● **Your task**
Each of the entries beneath this task should be written out exactly.
(Records to process begins)
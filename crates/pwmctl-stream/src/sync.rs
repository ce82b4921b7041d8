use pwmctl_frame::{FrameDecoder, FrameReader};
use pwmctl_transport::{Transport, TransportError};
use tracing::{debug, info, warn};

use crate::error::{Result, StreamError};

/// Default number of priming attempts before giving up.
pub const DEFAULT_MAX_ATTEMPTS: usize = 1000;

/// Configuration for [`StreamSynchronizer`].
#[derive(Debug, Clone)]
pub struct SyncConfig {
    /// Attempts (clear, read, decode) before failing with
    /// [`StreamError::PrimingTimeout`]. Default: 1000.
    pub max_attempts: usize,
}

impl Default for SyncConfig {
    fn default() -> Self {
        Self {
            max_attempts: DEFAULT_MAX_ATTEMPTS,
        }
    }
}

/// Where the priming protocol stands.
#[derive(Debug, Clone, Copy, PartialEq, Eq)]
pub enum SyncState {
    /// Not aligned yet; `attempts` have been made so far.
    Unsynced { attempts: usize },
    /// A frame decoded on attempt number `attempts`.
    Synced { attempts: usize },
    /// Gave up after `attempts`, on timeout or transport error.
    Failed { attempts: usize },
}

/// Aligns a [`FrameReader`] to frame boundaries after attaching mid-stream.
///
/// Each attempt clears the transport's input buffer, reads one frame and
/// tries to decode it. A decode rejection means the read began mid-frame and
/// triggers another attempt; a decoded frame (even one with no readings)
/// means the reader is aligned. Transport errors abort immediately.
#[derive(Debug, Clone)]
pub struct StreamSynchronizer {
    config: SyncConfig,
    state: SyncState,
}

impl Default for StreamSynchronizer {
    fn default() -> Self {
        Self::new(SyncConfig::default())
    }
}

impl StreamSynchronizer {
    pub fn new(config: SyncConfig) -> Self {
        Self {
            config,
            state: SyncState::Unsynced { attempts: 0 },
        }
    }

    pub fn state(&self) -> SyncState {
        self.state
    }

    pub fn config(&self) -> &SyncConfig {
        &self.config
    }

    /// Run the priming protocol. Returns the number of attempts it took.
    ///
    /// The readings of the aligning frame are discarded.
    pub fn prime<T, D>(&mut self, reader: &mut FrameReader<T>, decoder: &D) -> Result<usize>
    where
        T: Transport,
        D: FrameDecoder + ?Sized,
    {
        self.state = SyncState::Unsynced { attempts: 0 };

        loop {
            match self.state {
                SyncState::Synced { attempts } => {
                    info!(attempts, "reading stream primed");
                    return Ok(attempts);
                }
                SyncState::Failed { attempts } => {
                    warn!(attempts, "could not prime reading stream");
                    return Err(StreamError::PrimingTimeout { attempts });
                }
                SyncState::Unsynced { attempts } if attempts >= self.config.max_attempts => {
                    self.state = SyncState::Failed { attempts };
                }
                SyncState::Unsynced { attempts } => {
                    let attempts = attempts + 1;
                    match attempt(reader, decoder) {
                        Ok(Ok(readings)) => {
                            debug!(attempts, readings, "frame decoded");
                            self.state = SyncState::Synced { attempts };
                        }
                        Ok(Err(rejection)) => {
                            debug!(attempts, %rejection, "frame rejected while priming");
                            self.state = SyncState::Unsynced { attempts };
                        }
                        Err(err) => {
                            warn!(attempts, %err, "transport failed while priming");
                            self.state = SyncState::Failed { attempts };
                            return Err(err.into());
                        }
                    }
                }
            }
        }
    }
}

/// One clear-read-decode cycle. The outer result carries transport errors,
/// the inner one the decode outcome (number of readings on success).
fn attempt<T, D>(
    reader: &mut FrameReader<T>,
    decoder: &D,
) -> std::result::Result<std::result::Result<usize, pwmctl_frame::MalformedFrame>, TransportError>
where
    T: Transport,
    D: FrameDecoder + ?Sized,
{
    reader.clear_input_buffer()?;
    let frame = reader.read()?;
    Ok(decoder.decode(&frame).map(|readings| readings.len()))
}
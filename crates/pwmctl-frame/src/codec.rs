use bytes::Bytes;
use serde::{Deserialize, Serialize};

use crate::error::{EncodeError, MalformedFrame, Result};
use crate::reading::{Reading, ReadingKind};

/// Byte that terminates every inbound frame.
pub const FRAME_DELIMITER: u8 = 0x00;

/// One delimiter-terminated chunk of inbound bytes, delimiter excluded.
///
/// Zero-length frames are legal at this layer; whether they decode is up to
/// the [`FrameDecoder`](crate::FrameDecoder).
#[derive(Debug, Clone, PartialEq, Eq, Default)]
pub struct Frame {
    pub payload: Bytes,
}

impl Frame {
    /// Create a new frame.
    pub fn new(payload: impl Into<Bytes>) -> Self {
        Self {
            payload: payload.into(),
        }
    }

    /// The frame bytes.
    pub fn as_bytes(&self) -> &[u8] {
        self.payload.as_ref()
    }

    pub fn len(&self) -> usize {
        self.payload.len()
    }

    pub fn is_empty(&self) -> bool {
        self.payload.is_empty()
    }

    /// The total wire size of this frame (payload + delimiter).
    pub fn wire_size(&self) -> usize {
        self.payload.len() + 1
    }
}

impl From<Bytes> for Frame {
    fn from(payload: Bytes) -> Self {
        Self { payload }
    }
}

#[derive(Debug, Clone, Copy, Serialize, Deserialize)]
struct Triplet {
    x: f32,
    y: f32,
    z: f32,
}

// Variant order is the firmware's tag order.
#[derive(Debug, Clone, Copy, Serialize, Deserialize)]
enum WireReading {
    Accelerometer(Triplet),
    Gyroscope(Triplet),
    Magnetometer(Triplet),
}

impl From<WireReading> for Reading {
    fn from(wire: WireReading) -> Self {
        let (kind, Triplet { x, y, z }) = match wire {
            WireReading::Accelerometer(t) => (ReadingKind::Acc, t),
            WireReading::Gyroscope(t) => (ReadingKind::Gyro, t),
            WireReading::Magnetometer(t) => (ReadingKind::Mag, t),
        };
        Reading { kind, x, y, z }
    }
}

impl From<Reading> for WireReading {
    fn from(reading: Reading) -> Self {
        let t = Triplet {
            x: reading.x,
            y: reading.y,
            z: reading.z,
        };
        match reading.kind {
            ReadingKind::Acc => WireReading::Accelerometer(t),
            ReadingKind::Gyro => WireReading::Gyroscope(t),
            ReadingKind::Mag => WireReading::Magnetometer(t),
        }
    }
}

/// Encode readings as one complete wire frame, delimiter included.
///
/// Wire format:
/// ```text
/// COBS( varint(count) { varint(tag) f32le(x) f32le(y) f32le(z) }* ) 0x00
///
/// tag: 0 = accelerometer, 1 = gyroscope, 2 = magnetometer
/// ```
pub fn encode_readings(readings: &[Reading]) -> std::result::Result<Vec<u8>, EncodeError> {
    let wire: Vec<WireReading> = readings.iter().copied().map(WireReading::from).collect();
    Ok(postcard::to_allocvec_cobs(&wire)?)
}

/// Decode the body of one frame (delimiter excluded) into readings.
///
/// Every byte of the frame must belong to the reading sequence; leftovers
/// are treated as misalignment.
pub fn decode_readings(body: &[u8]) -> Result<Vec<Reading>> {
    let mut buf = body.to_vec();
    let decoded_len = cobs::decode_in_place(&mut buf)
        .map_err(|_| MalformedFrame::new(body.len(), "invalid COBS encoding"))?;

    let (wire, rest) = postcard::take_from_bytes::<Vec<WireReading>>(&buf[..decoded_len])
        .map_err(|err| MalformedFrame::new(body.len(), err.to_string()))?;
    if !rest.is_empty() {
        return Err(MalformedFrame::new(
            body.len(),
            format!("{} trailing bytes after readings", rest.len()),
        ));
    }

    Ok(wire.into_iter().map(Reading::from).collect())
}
(Records to process ends)
● **Answer to this problem**
filename crates/pwmctl-stream/src/sync.rs
repository ce82b4921b7041d8
use pwmctl_frame::{FrameDecoder, FrameReader};
use pwmctl_transport::{Transport, TransportError};
use tracing::{debug, info, warn};

use crate::error::{Result, StreamError};

/// Default number of priming attempts before giving up.
pub const DEFAULT_MAX_ATTEMPTS: usize = 1000;

/// Configuration for [`StreamSynchronizer`].
#[derive(Debug, Clone)]
pub struct SyncConfig {
    /// Attempts (clear, read, decode) before failing with
    /// [`StreamError::PrimingTimeout`]. Default: 1000.
    pub max_attempts: usize,
}

impl Default for SyncConfig {
    fn default() -> Self {
        Self {
            max_attempts: DEFAULT_MAX_ATTEMPTS,
        }
    }
}

/// Where the priming protocol stands.
#[derive(Debug, Clone, Copy, PartialEq, Eq)]
pub enum SyncState {
    /// Not aligned yet; `attempts` have been made so far.
    Unsynced { attempts: usize },
    /// A frame decoded on attempt number `attempts`.
    Synced { attempts: usize },
    /// Gave up after `attempts`, on timeout or transport error.
    Failed { attempts: usize },
}

/// Aligns a [`FrameReader`] to frame boundaries after attaching mid-stream.
///
/// Each attempt clears the transport's input buffer, reads one frame and
/// tries to decode it. A decode rejection means the read began mid-frame and
/// triggers another attempt; a decoded frame (even one with no readings)
/// means the reader is aligned. Transport errors abort immediately.
#[derive(Debug, Clone)]
pub struct StreamSynchronizer {
    config: SyncConfig,
    state: SyncState,
}

impl Default for StreamSynchronizer {
    fn default() -> Self {
        Self::new(SyncConfig::default())
    }
}

impl StreamSynchronizer {
    pub fn new(config: SyncConfig) -> Self {
        Self {
            config,
            state: SyncState::Unsynced { attempts: 0 },
        }
    }

    pub fn state(&self) -> SyncState {
        self.state
    }

    pub fn config(&self) -> &SyncConfig {
        &self.config
    }

    /// Run the priming protocol. Returns the number of attempts it took.
    ///
    /// The readings of the aligning frame are discarded.
    pub fn prime<T, D>(&mut self, reader: &mut FrameReader<T>, decoder: &D) -> Result<usize>
    where
        T: Transport,
        D: FrameDecoder + ?Sized,
    {
        self.state = SyncState::Unsynced { attempts: 0 };

        loop {
            match self.state {
                SyncState::Synced { attempts } => {
                    info!(attempts, "reading stream primed");
                    return Ok(attempts);
                }
                SyncState::Failed { attempts } => {
                    warn!(attempts, "could not prime reading stream");
                    return Err(StreamError::PrimingTimeout { attempts });
                }
                SyncState::Unsynced { attempts } if attempts >= self.config.max_attempts => {
                    self.state = SyncState::Failed { attempts };
                }
                SyncState::Unsynced { attempts } => {
                    let attempts = attempts + 1;
                    match attempt(reader, decoder) {
                        Ok(Ok(readings)) => {
                            debug!(attempts, readings, "frame decoded");
                            self.state = SyncState::Synced { attempts };
                        }
                        Ok(Err(rejection)) => {
                            debug!(attempts, %rejection, "frame rejected while priming");
                            self.state = SyncState::Unsynced { attempts };
                        }
                        Err(err) => {
                            warn!(attempts, %err, "transport failed while priming");
                            self.state = SyncState::Failed { attempts };
                            return Err(err.into());
                        }
                    }
                }
            }
        }
    }
}

/// One clear-read-decode cycle. The outer result carries transport errors,
/// the inner one the decode outcome (number of readings on success).
fn attempt<T, D>(
    reader: &mut FrameReader<T>,
    decoder: &D,
) -> std::result::Result<std::result::Result<usize, pwmctl_frame::MalformedFrame>, TransportError>
where
    T: Transport,
    D: FrameDecoder + ?Sized,
{
    reader.clear_input_buffer()?;
    let frame = reader.read()?;
    Ok(decoder.decode(&frame).map(|readings| readings.len()))
}
filename crates/pwmctl-frame/src/codec.rs
use bytes::Bytes;
use serde::{Deserialize, Serialize};

use crate::error::{EncodeError, MalformedFrame, Result};
use crate::reading::{Reading, ReadingKind};

/// Byte that terminates every inbound frame.
pub const FRAME_DELIMITER: u8 = 0x00;

/// One delimiter-terminated chunk of inbound bytes, delimiter excluded.
///
/// Zero-length frames are legal at this layer; whether they decode is up to
/// the [`FrameDecoder`](crate::FrameDecoder).
#[derive(Debug, Clone, PartialEq, Eq, Default)]
pub struct Frame {
    pub payload: Bytes,
}

impl Frame {
    /// Create a new frame.
    pub fn new(payload: impl Into<Bytes>) -> Self {
        Self {
            payload: payload.into(),
        }
    }

    /// The frame bytes.
    pub fn as_bytes(&self) -> &[u8] {
        self.payload.as_ref()
    }

    pub fn len(&self) -> usize {
        self.payload.len()
    }

    pub fn is_empty(&self) -> bool {
        self.payload.is_empty()
    }

    /// The total wire size of this frame (payload + delimiter).
    pub fn wire_size(&self) -> usize {
        self.payload.len() + 1
    }
}

impl From<Bytes> for Frame {
    fn from(payload: Bytes) -> Self {
        Self { payload }
    }
}

#[derive(Debug, Clone, Copy, Serialize, Deserialize)]
struct Triplet {
    x: f32,
    y: f32,
    z: f32,
}

// Variant order is the firmware's tag order.
#[derive(Debug, Clone, Copy, Serialize, Deserialize)]
enum WireReading {
    Accelerometer(Triplet),
    Gyroscope(Triplet),
    Magnetometer(Triplet),
}

impl From<WireReading> for Reading {
    fn from(wire: WireReading) -> Self {
        let (kind, Triplet { x, y, z }) = match wire {
            WireReading::Accelerometer(t) => (ReadingKind::Acc, t),
            WireReading::Gyroscope(t) => (ReadingKind::Gyro, t),
            WireReading::Magnetometer(t) => (ReadingKind::Mag, t),
        };
        Reading { kind, x, y, z }
    }
}

impl From<Reading> for WireReading {
    fn from(reading: Reading) -> Self {
        let t = Triplet {
            x: reading.x,
            y: reading.y,
            z: reading.z,
        };
        match reading.kind {
            ReadingKind::Acc => WireReading::Accelerometer(t),
            ReadingKind::Gyro => WireReading::Gyroscope(t),
            ReadingKind::Mag => WireReading::Magnetometer(t),
        }
    }
}

/// Encode readings as one complete wire frame, delimiter included.
///
/// Wire format:
/// ```text
/// COBS( varint(count) { varint(tag) f32le(x) f32le(y) f32le(z) }* ) 0x00
///
/// tag: 0 = accelerometer, 1 = gyroscope, 2 = magnetometer
/// ```
pub fn encode_readings(readings: &[Reading]) -> std::result::Result<Vec<u8>, EncodeError> {
    let wire: Vec<WireReading> = readings.iter().copied().map(WireReading::from).collect();
    Ok(postcard::to_allocvec_cobs(&wire)?)
}

/// Decode the body of one frame (delimiter excluded) into readings.
///
/// Every byte of the frame must belong to the reading sequence; leftovers
/// are treated as misalignment.
pub fn decode_readings(body: &[u8]) -> Result<Vec<Reading>> {
    let mut buf = body.to_vec();
    let decoded_len = cobs::decode_in_place(&mut buf)
        .map_err(|_| MalformedFrame::new(body.len(), "invalid COBS encoding"))?;

    let (wire, rest) = postcard::take_from_bytes::<Vec<WireReading>>(&buf[..decoded_len])
        .map_err(|err| MalformedFrame::new(body.len(), err.to_string()))?;
    if !rest.is_empty() {
        return Err(MalformedFrame::new(
            body.len(),
            format!("{} trailing bytes after readings", rest.len()),
        ));
    }

    Ok(wire.into_iter().map(Reading::from).collect())
}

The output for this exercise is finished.